Compute how many lines in the data below hold the word "model", then report that number with nothing else.

» **Information shown**
━━━━━━━━━━━━━━━━━━━━━━━━━━━━━━

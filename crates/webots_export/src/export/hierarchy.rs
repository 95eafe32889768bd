//! Export forest construction
//!
//! Candidates are re-parented onto their nearest ancestor that is itself a
//! candidate, so excluded objects drop out without breaking the hierarchy.

use std::collections::{HashMap, HashSet};

use crate::scene::{ObjectHandle, SceneSource};

/// An exported object and its exported descendants
#[derive(Debug, Clone, PartialEq, Eq)]
pub struct HierarchyNode {
    /// The object
    pub object: ObjectHandle,
    /// Children in candidate order
    pub children: Vec<HierarchyNode>,
}

/// Nearest ancestor of `object` contained in `candidates`
fn exported_parent<S: SceneSource + ?Sized>(
    scene: &S,
    object: ObjectHandle,
    candidates: &HashSet<ObjectHandle>,
) -> Option<ObjectHandle> {
    let mut visited = HashSet::new();
    let mut parent = scene.object(object)?.parent;
    while let Some(current) = parent {
        if candidates.contains(&current) {
            return Some(current);
        }
        if !visited.insert(current) {
            log::warn!("Parent cycle above {object:?}, treating it as a root");
            return None;
        }
        parent = scene.object(current).and_then(|o| o.parent);
    }
    None
}

/// Build the forest of `candidates`; roots and siblings keep candidate order
pub fn build_hierarchy<S: SceneSource + ?Sized>(scene: &S, candidates: &[ObjectHandle]) -> Vec<HierarchyNode> {
    let candidate_set: HashSet<ObjectHandle> = candidates.iter().copied().collect();

    let mut children: HashMap<Option<ObjectHandle>, Vec<ObjectHandle>> = HashMap::new();
    for &object in candidates {
        let parent = exported_parent(scene, object, &candidate_set);
        children.entry(parent).or_default().push(object);
    }

    fn attach(
        parent: Option<ObjectHandle>,
        children: &HashMap<Option<ObjectHandle>, Vec<ObjectHandle>>,
    ) -> Vec<HierarchyNode> {
        children
            .get(&parent)
            .map(|objects| {
                objects
                    .iter()
                    .map(|&object| HierarchyNode {
                        object,
                        children: attach(Some(object), children),
                    })
                    .collect()
            })
            .unwrap_or_default()
    }

    attach(None, &children)
}

#[cfg(test)]
mod tests {
    use super::*;
    use crate::scene::{ObjectKind, Scene, SceneObject};

    #[test]
    fn test_excluded_ancestors_are_skipped() {
        let mut scene = Scene::new();
        let root = scene.add_object(SceneObject::new("Root", ObjectKind::Empty));
        let hidden = scene.add_object(SceneObject::new("Hidden", ObjectKind::Empty).with_parent(root));
        let leaf_a = scene.add_object(SceneObject::new("A", ObjectKind::Empty).with_parent(hidden));
        let leaf_b = scene.add_object(SceneObject::new("B", ObjectKind::Empty).with_parent(root));
        let loose = scene.add_object(SceneObject::new("Loose", ObjectKind::Empty));

        let forest = build_hierarchy(&scene, &[loose, leaf_a, root, leaf_b]);

        assert_eq!(forest.len(), 2);
        assert_eq!(forest[0].object, loose);
        assert!(forest[0].children.is_empty());
        assert_eq!(forest[1].object, root);
        let children: Vec<_> = forest[1].children.iter().map(|n| n.object).collect();
        assert_eq!(children, vec![leaf_a, leaf_b]);
    }

    #[test]
    fn test_orphaned_candidates_become_roots() {
        let mut scene = Scene::new();
        let root = scene.add_object(SceneObject::new("Root", ObjectKind::Empty));
        let child = scene.add_object(SceneObject::new("Child", ObjectKind::Empty).with_parent(root));
        let grandchild =
            scene.add_object(SceneObject::new("Grandchild", ObjectKind::Empty).with_parent(child));

        let forest = build_hierarchy(&scene, &[grandchild, child]);
        assert_eq!(forest.len(), 1);
        assert_eq!(forest[0].object, child);
        assert_eq!(forest[0].children[0].object, grandchild);
        assert!(build_hierarchy(&scene, &[]).is_empty());
    }
}
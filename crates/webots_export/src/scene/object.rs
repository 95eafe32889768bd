//! Scene objects

use serde::{Deserialize, Serialize};

use super::{MeshHandle, ObjectHandle};
use crate::foundation::math::{Bounds, Mat4, Vec3};

/// Kind of data an object carries
#[derive(Debug, Clone, Copy, PartialEq, Eq, Hash, Default, Serialize, Deserialize)]
pub enum ObjectKind {
    /// Polygon mesh
    #[default]
    Mesh,
    /// Curve; its geometry must be converted to a mesh
    Curve,
    /// NURBS surface; its geometry must be converted to a mesh
    Surface,
    /// Text object; its geometry must be converted to a mesh
    Font,
    /// Transform-only object
    Empty,
    /// Camera
    Camera,
    /// Light source
    Lamp,
}

impl ObjectKind {
    /// Whether objects of this kind can produce mesh geometry
    pub fn is_geometry(self) -> bool {
        matches!(self, Self::Mesh | Self::Curve | Self::Surface | Self::Font)
    }
}

/// Geometry modifier evaluated when a derived mesh is requested
#[derive(Debug, Clone, Copy, PartialEq, Eq, Serialize, Deserialize)]
pub enum Modifier {
    /// Split quads into triangles
    Triangulate,
}

/// Object in the scene hierarchy
#[derive(Debug, Clone, PartialEq)]
pub struct SceneObject {
    /// Display name
    pub name: String,
    /// Object kind
    pub kind: ObjectKind,
    /// Parent object
    pub parent: Option<ObjectHandle>,
    /// Local-to-world transform
    pub matrix_world: Mat4,
    /// Explicit local bounding box; derived from mesh data when unset
    pub bounds: Option<Bounds>,
    /// Geometry data (tessellated geometry for curves, surfaces and text)
    pub data: Option<MeshHandle>,
    /// Modifier stack
    pub modifiers: Vec<Modifier>,
    /// Visible in the viewport
    pub visible: bool,
    /// Part of the current selection
    pub selected: bool,
}

impl SceneObject {
    /// Create a visible, selected object at the origin
    pub fn new(name: impl Into<String>, kind: ObjectKind) -> Self {
        Self {
            name: name.into(),
            kind,
            parent: None,
            matrix_world: Mat4::identity(),
            bounds: None,
            data: None,
            modifiers: Vec::new(),
            visible: true,
            selected: true,
        }
    }

    /// Create a mesh object using the given mesh data
    pub fn mesh(name: impl Into<String>, data: MeshHandle) -> Self {
        Self::new(name, ObjectKind::Mesh).with_data(data)
    }

    /// Builder pattern: set geometry data
    pub fn with_data(mut self, data: MeshHandle) -> Self {
        self.data = Some(data);
        self
    }

    /// Builder pattern: set parent
    pub fn with_parent(mut self, parent: ObjectHandle) -> Self {
        self.parent = Some(parent);
        self
    }

    /// Builder pattern: set world matrix
    pub fn with_matrix_world(mut self, matrix: Mat4) -> Self {
        self.matrix_world = matrix;
        self
    }

    /// Builder pattern: set selection state
    pub fn with_selected(mut self, selected: bool) -> Self {
        self.selected = selected;
        self
    }

    /// Builder pattern: set visibility
    pub fn with_visible(mut self, visible: bool) -> Self {
        self.visible = visible;
        self
    }

    /// Builder pattern: append a modifier
    pub fn with_modifier(mut self, modifier: Modifier) -> Self {
        self.modifiers.push(modifier);
        self
    }

    /// Whether a modifier stack would change the geometry
    pub fn is_modified(&self) -> bool {
        !self.modifiers.is_empty()
    }

    /// World-space extent of `bounds`: box size times the object scale
    pub fn dimensions(&self, bounds: &Bounds) -> Vec3 {
        let m = &self.matrix_world;
        let scale = Vec3::new(
            Vec3::new(m.m11, m.m21, m.m31).magnitude(),
            Vec3::new(m.m12, m.m22, m.m32).magnitude(),
            Vec3::new(m.m13, m.m23, m.m33).magnitude(),
        );
        bounds.size().component_mul(&scale)
    }
}

#[cfg(test)]
mod tests {
    use super::*;

    #[test]
    fn test_dimensions_follow_world_scale() {
        let object = SceneObject::new("Box", ObjectKind::Empty)
            .with_matrix_world(Mat4::new_nonuniform_scaling(&Vec3::new(2.0, -1.0, 0.5)));

        let dims = object.dimensions(&Bounds::unit());
        assert_eq!(dims, Vec3::new(4.0, 2.0, 1.0));
    }

    #[test]
    fn test_geometry_kinds() {
        assert!(ObjectKind::Font.is_geometry());
        assert!(!ObjectKind::Empty.is_geometry());
        assert!(!SceneObject::new("Lamp", ObjectKind::Lamp).is_modified());
    }
}
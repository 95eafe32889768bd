//! Math utilities and types
//!
//! Provides the vector, matrix and transform types shared by the scene model
//! and the exporter, plus the TRS decomposition used when writing nodes.

use approx::abs_diff_eq;
use serde::{Deserialize, Serialize};

pub use nalgebra::{Matrix3, Matrix4, Quaternion, Rotation3, Unit, Vector2, Vector3};

/// 2D vector type
pub type Vec2 = Vector2<f32>;

/// 3D vector type
pub type Vec3 = Vector3<f32>;

/// 3x3 matrix type
pub type Mat3 = Matrix3<f32>;

/// 4x4 matrix type
pub type Mat4 = Matrix4<f32>;

/// Quaternion type for rotations
pub type Quat = Unit<Quaternion<f32>>;

/// Tolerance used when deciding whether a decomposed transform is the identity
pub const IDENTITY_EPSILON: f32 = 1e-5;

/// Transform representing position, rotation, and scale
#[derive(Debug, Clone, PartialEq)]
pub struct Transform {
    /// Position in 3D space
    pub position: Vec3,

    /// Rotation quaternion
    pub rotation: Quat,

    /// Scale factors
    pub scale: Vec3,
}

impl Default for Transform {
    fn default() -> Self {
        Self {
            position: Vec3::zeros(),
            rotation: Quat::identity(),
            scale: Vec3::new(1.0, 1.0, 1.0),
        }
    }
}

impl Transform {
    /// Create a new identity transform
    pub fn identity() -> Self {
        Self::default()
    }

    /// Convert to a transformation matrix
    pub fn to_matrix(&self) -> Mat4 {
        Mat4::new_translation(&self.position)
            * self.rotation.to_homogeneous()
            * Mat4::new_nonuniform_scaling(&self.scale)
    }

    /// Decompose an affine matrix into translation, rotation and scale.
    ///
    /// A matrix with a negative determinant is decomposed with all three
    /// scale factors negated, so the rotation part stays a proper rotation.
    pub fn from_matrix(matrix: &Mat4) -> Self {
        let position = Vec3::new(matrix.m14, matrix.m24, matrix.m34);

        let mut basis = Mat3::new(
            matrix.m11, matrix.m12, matrix.m13,
            matrix.m21, matrix.m22, matrix.m23,
            matrix.m31, matrix.m32, matrix.m33,
        );

        let mut scale = Vec3::new(
            basis.column(0).magnitude(),
            basis.column(1).magnitude(),
            basis.column(2).magnitude(),
        );

        if basis.determinant() < 0.0 {
            basis = -basis;
            scale = -scale;
        }

        let rotation_matrix = Mat3::from_columns(&[
            normalized_or_zero(basis.column(0).into_owned()),
            normalized_or_zero(basis.column(1).into_owned()),
            normalized_or_zero(basis.column(2).into_owned()),
        ]);
        let rotation = Quat::from_rotation_matrix(&Rotation3::from_matrix_unchecked(rotation_matrix));
        // Sheared or degenerate bases do not give a unit quaternion
        let rotation = Quat::try_new(rotation.into_inner(), f32::EPSILON).unwrap_or_else(Quat::identity);

        Self {
            position,
            rotation,
            scale,
        }
    }

    /// Rotation as (axis, angle in radians).
    ///
    /// A null rotation reports the +Y axis, matching the simulator default.
    pub fn axis_angle(&self) -> (Vec3, f32) {
        self.rotation
            .axis_angle()
            .map_or((Vec3::y(), 0.0), |(axis, angle)| (axis.into_inner(), angle))
    }

    /// Whether translation, rotation angle and scale are all within
    /// `epsilon` of the identity transform.
    pub fn is_identity(&self, epsilon: f32) -> bool {
        let (_, angle) = self.axis_angle();
        abs_diff_eq!(self.position, Vec3::zeros(), epsilon = epsilon)
            && abs_diff_eq!(angle, 0.0, epsilon = epsilon)
            && abs_diff_eq!(self.scale, Vec3::new(1.0, 1.0, 1.0), epsilon = epsilon)
    }
}

fn normalized_or_zero(v: Vec3) -> Vec3 {
    v.try_normalize(f32::EPSILON).unwrap_or_else(Vec3::zeros)
}

/// Invert a matrix, falling back to the identity for singular input
pub fn inverted_or_identity(matrix: &Mat4) -> Mat4 {
    matrix.try_inverse().unwrap_or_else(Mat4::identity)
}

/// Axis-aligned bounding box in object-local coordinates
#[derive(Debug, Clone, Copy, PartialEq)]
pub struct Bounds {
    /// Minimum corner of the bounding box
    pub min: Vec3,
    /// Maximum corner of the bounding box
    pub max: Vec3,
}

impl Bounds {
    /// Create a new box from min and max points
    pub fn new(min: Vec3, max: Vec3) -> Self {
        Self { min, max }
    }

    /// The default extent of objects without geometry
    pub fn unit() -> Self {
        Self::new(Vec3::new(-1.0, -1.0, -1.0), Vec3::new(1.0, 1.0, 1.0))
    }

    /// Smallest box containing every point, `None` for an empty set
    pub fn from_points<'a>(points: impl IntoIterator<Item = &'a Vec3>) -> Option<Self> {
        let mut points = points.into_iter();
        let first = *points.next()?;
        Some(points.fold(Self::new(first, first), |bounds, p| Self {
            min: bounds.min.inf(p),
            max: bounds.max.sup(p),
        }))
    }

    /// Get the center of the box
    pub fn center(&self) -> Vec3 {
        (self.min + self.max) * 0.5
    }

    /// Get the full edge lengths of the box
    pub fn size(&self) -> Vec3 {
        self.max - self.min
    }
}

impl Default for Bounds {
    fn default() -> Self {
        Self::unit()
    }
}

/// Signed coordinate axis used to describe the target frame
#[derive(Debug, Clone, Copy, PartialEq, Eq, Serialize, Deserialize)]
pub enum Axis {
    /// +X
    #[serde(rename = "X")]
    X,
    /// +Y
    #[serde(rename = "Y")]
    Y,
    /// +Z
    #[serde(rename = "Z")]
    Z,
    /// -X
    #[serde(rename = "-X")]
    NegX,
    /// -Y
    #[serde(rename = "-Y")]
    NegY,
    /// -Z
    #[serde(rename = "-Z")]
    NegZ,
}

impl Axis {
    /// Unit vector along this axis
    pub fn vector(self) -> Vec3 {
        match self {
            Self::X => Vec3::x(),
            Self::Y => Vec3::y(),
            Self::Z => Vec3::z(),
            Self::NegX => -Vec3::x(),
            Self::NegY => -Vec3::y(),
            Self::NegZ => -Vec3::z(),
        }
    }
}

impl std::str::FromStr for Axis {
    type Err = String;

    fn from_str(s: &str) -> Result<Self, Self::Err> {
        match s.to_uppercase().as_str() {
            "X" => Ok(Self::X),
            "Y" => Ok(Self::Y),
            "Z" => Ok(Self::Z),
            "-X" => Ok(Self::NegX),
            "-Y" => Ok(Self::NegY),
            "-Z" => Ok(Self::NegZ),
            _ => Err(format!("Unknown axis: {s}")),
        }
    }
}

/// Build the matrix taking the scene frame (forward +Y, up +Z) to a frame
/// with the given forward and up axes.
///
/// Returns `None` when the two axes are parallel.
pub fn axis_conversion(forward: Axis, up: Axis) -> Option<Mat4> {
    let forward = forward.vector();
    let up = up.vector();
    let right = forward.cross(&up);
    if right.magnitude_squared() < 0.5 {
        return None;
    }

    let basis = Mat3::from_columns(&[right, forward, up]);
    Some(basis.to_homogeneous())
}
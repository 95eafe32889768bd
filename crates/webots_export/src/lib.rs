//! # Webots Export
//!
//! Serializes a 3D scene graph into a Webots world file (`.wbt`).
//!
//! ## Features
//!
//! - **Scene model**: handle-based objects, meshes, materials and images,
//!   loadable from RON or TOML scene descriptions
//! - **Deduplication**: shared meshes, coordinates and textures are written
//!   once and reused with `USE`
//! - **Overrides**: a JSON table turns chosen nodes into `Robot`, `Solid` or
//!   `HingeJoint` nodes with physics and bounding boxes
//! - **Texture paths**: absolute, relative, stripped or copied next to the
//!   world file
//!
//! ## Quick Start
//!
//! ```rust,no_run
//! use webots_export::prelude::*;
//!
//! fn main() -> Result<(), Box<dyn std::error::Error>> {
//!     let mut scene = Scene::load("robot.ron")?;
//!     let exporter = WebotsExporter::new(ExportOptions::default());
//!     let report = exporter.save(&mut scene, "robot.wbt")?;
//!     println!("wrote {}", report.path.display());
//!     Ok(())
//! }
//! ```

#![warn(missing_docs)]
#![warn(clippy::all, clippy::pedantic, clippy::nursery)]
#![allow(clippy::module_name_repetitions, clippy::similar_names, clippy::too_many_arguments)]

pub mod config;
pub mod export;
pub mod foundation;
pub mod scene;

/// Common imports for library users
pub mod prelude {
    pub use crate::{
        config::{Config, ConfigError},
        export::{
            ExportError, ExportOptions, ExportReport, ExportStats, OverrideTable, PathMode,
            PathReference, PathResolver, WebotsExporter,
        },
        foundation::math::{Axis, Bounds, Mat4, Transform, Vec2, Vec3},
        scene::{
            Face, FaceUv, Image, Material, Mesh, ObjectKind, Polygon, Scene, SceneDescription,
            SceneError, SceneObject, SceneSource, UvLayer, World,
        },
    };
}
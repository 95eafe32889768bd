//! Configuration system
//!
//! Configuration files are TOML or RON, selected by file extension.

use std::path::Path;

pub use serde::{Deserialize, Serialize};

/// Configuration trait
pub trait Config: Serialize + for<'de> Deserialize<'de> + Default {
    /// Load configuration from file
    fn load_from_file(path: impl AsRef<Path>) -> Result<Self, ConfigError> {
        let path = path.as_ref();
        let contents = std::fs::read_to_string(path).map_err(ConfigError::Io)?;

        match ConfigFormat::from_path(path)? {
            ConfigFormat::Toml => {
                toml::from_str(&contents).map_err(|e| ConfigError::Parse(e.to_string()))
            }
            ConfigFormat::Ron => {
                ron::from_str(&contents).map_err(|e| ConfigError::Parse(e.to_string()))
            }
        }
    }

    /// Save configuration to file
    fn save_to_file(&self, path: impl AsRef<Path>) -> Result<(), ConfigError> {
        let path = path.as_ref();
        let contents = match ConfigFormat::from_path(path)? {
            ConfigFormat::Toml => {
                toml::to_string_pretty(self).map_err(|e| ConfigError::Serialize(e.to_string()))?
            }
            ConfigFormat::Ron => ron::ser::to_string_pretty(self, ron::ser::PrettyConfig::default())
                .map_err(|e| ConfigError::Serialize(e.to_string()))?,
        };

        std::fs::write(path, contents).map_err(ConfigError::Io)
    }
}

/// Supported configuration file formats
#[derive(Debug, Clone, Copy, PartialEq, Eq)]
pub enum ConfigFormat {
    /// `.toml`
    Toml,
    /// `.ron`
    Ron,
}

impl ConfigFormat {
    /// Pick the format from a file extension
    pub fn from_path(path: &Path) -> Result<Self, ConfigError> {
        match path.extension().and_then(|e| e.to_str()) {
            Some(ext) if ext.eq_ignore_ascii_case("toml") => Ok(Self::Toml),
            Some(ext) if ext.eq_ignore_ascii_case("ron") => Ok(Self::Ron),
            _ => Err(ConfigError::UnsupportedFormat(path.display().to_string())),
        }
    }
}

/// Configuration errors
#[derive(thiserror::Error, Debug)]
pub enum ConfigError {
    /// IO error
    #[error("IO error: {0}")]
    Io(#[from] std::io::Error),

    /// Parse error
    #[error("Parse error: {0}")]
    Parse(String),

    /// Serialization error
    #[error("Serialization error: {0}")]
    Serialize(String),

    /// Unsupported format
    #[error("Unsupported format: {0}")]
    UnsupportedFormat(String),
}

━━━━━━━━━━━━━━━━━━━━━━━━━━━━━━

» **Result of the task**
2